Rosman, T., Bosnjak, M., Silber, H., Koßmann, J., & Heycke, T. (2022). Open science and public trust in science: Results from two studies. Public Understanding of Science, 31(8), 1046-1062. https://doi.org/10.1177/09636625221100686

Conflict of interest:
The recommender in charge of the evaluation of the article and the reviewers declared that they have no conflict of interest (as defined in the code of conduct of PCI) with the authors or with the content of the article. The authors declared that they comply with the PCI rule of having no financial conflicts of interest in relation to the content of the article.
Funding:
This work was partially funded by the Center of Advanced Systems Understanding (CASUS), which is financed by Germany's Federal Ministry of Education and Research (BMBF) and by the Saxon Ministry for Science, Culture and Tourism (SMWK) with tax funds on the basis of the budget approved by the Saxon State Parliament. C.H.F. and J.M.C. were supported by NSF IIBR 1915347.

Evaluation round #1

DOI or URL of the preprint: https://doi.org/10.32942/X2CG64

Version of the preprint: 4

Author's Reply, 08 Aug 2023

Decision by ORCID_LOGO, posted 24 Jul 2023, validated 24 Jul 2023

Thank you for your wonderful “How to” article! It is a useful and concise read that should be helpful for many researchers. Two reviewers who have expertise in code sharing and/or promoting open research practices have provided very positive feedback and some helpful ideas that you might find useful to incorporate. 

If you decide to incorporate the addition of co-authorship for code reviewers, as suggested by Reviewer 1, please also reference a guideline for authorship to ensure that researchers are aware of what the code reviewers would need to do to fully earn authorship. For example, according to the ICMJE guidelines (http://www.icmje.org/recommendations/browse/roles-and-responsibilities/defining-the-role-of-authors-and-contributors.html#two), authors need to have contributed to the development of the article AND the writing of the article. Therefore, a code reviewer could earn authorship if they review the code (contributing to the development of the article) AND they help with the editing of the article.

If you decide to incorporate the discussion around offering reviewers co-authorship, as suggested by Reviewer 1, please also provide ideas for how peer review processes can address the issue of it being very difficult to find enough reviewers in the first place. If the few people who accept reviews were to become co-authors because of their code reviewing work as part of the review process, then new reviewers would need to be recruited to be the reviewers of the article (because authors cannot review their own articles).

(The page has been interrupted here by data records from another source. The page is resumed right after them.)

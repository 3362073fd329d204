//! Store module
//!
//! Implementations of the persistence gateway:
//! - `memory` - Transactional in-process store

pub mod memory;

pub use memory::MemoryGateway;
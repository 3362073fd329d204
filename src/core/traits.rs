//! Persistence gateway contract consumed by the coordinator
//!
//! The gateway owns durability and the authoritative balance value. Accounts
//! returned by `select` are point-in-time working copies; the coordinator
//! reconciles them with storage through the conditional updates below.

use crate::types::{Account, AccountError, AccountId};
use chrono::{DateTime, Utc};
use rust_decimal::Decimal;

/// Audit entry written in the same store transaction as a transfer
#[derive(Debug, Clone, PartialEq)]
pub struct TransferAudit {
    pub from: AccountId,
    pub to: AccountId,
    pub amount: Decimal,
    /// Who performed the transfer
    pub actor: String,
    pub at: DateTime<Utc>,
}

/// Rows affected by a two-account transfer update
///
/// A zero on either side means that row no longer exists and the store
/// rolled the whole transaction back.
#[derive(Debug, Clone, Copy, PartialEq, Eq)]
pub struct PairUpdate {
    pub from_rows: u64,
    pub to_rows: u64,
}

impl PairUpdate {
    pub fn is_complete(&self) -> bool {
        self.from_rows == 1 && self.to_rows == 1
    }
}

/// Trait for durable account storage
///
/// Implementations must be safe to share across threads. None of these
/// methods imply any locking at the account level; mutual exclusion is the
/// caller's concern.
pub trait AccountGateway: Send + Sync {
    /// Point-in-time read of an account
    fn select(&self, account_id: AccountId) -> Result<Option<Account>, AccountError>;

    /// Store a new account with the given opening balance and return its id
    fn insert(&self, opening_balance: Decimal) -> Result<AccountId, AccountError>;

    /// Write the account's balance if the row still exists
    ///
    /// Returns the number of rows affected (0 or 1).
    fn update(&self, account: &Account) -> Result<u64, AccountError>;

    /// Health signal for the outer health-check collaborator
    fn ping(&self) -> Result<(), AccountError>;

    /// Atomically record `audit` and write both accounts
    ///
    /// The audit entry is written first and only becomes visible together
    /// with both balance updates. If either row is missing nothing is written.
    fn apply_transfer(
        &self,
        audit: &TransferAudit,
        from: &Account,
        to: &Account,
    ) -> Result<PairUpdate, AccountError>;
}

I have only a few minor comments:

- Line 109: perhaps change “and mistaking the column order” to “and producing a mistaken column order”

- Line 113: by “number” in “These errors are thought to scale with the number and complexity of code”, do you mean the number of lines? Or the number of code chunks? Or something else?

- Line 116: wow, I had no idea about identical() - what a useful tool!

- Figure 2: it’s nice that you suggest contacting the authors directly. This can save so much time in the peer review process and promotes collegial interactions

- Line 183: for some reason the URL https://github.com/pditommaso/awesome-pipeline is not working - the pdf seems to be cutting it off, which results in a 404 error

- Line 209: is Dryad free? I thought it cost money for authors to use it (which might be hidden by contracts Dryad has with publishers or universities)

- Figure 3: “Can my code be understood?” perhaps change to “Is my code understandable?”. I’m not sure what a style guide is - maybe it is in the resources you suggested for cleaning up code? Regardless, make it a bit more obvious what this piece is

- Line 276: this link is broken https://github.com/SORTEE/peer-277  code-review/issues/8

- Line 295: “not to get bogged down modifying or homogenising style” I would add “by” as in “bogged down by modifying”

- Line 338: “These benefits are substantial and could ultimately contribute to the adoption of code review during the publication process.” Adoption by whom? Journals?

 

A couple of things I’ve learned from my own open workflows that you might find useful for the article (of course, don’t feel pressured to include these just because I mentioned them):

1) THE easiest way I find to make my code runable by anyone anywhere is when I upload the data sheet to GitHub and reference it in the R code so it will easily run from anyone’s computer (see an example of the code here: https://github.com/corinalogan/grackles/blob/6c8930fcd66105b580809ef761d63b9cff0cbd83/Files/Preregistrations/g_flexmanip.Rmd#L233)

2) Line 209: consider adding the following data repository to your list: Knowledge Network for Biocomplexity (https://knb.ecoinformatics.org/). It is free, University-owned, and for ecology data, as well as being easily searchable because their metadata requirements are extensive (thus removing the need for researchers to remember all of the metadata they should be adding).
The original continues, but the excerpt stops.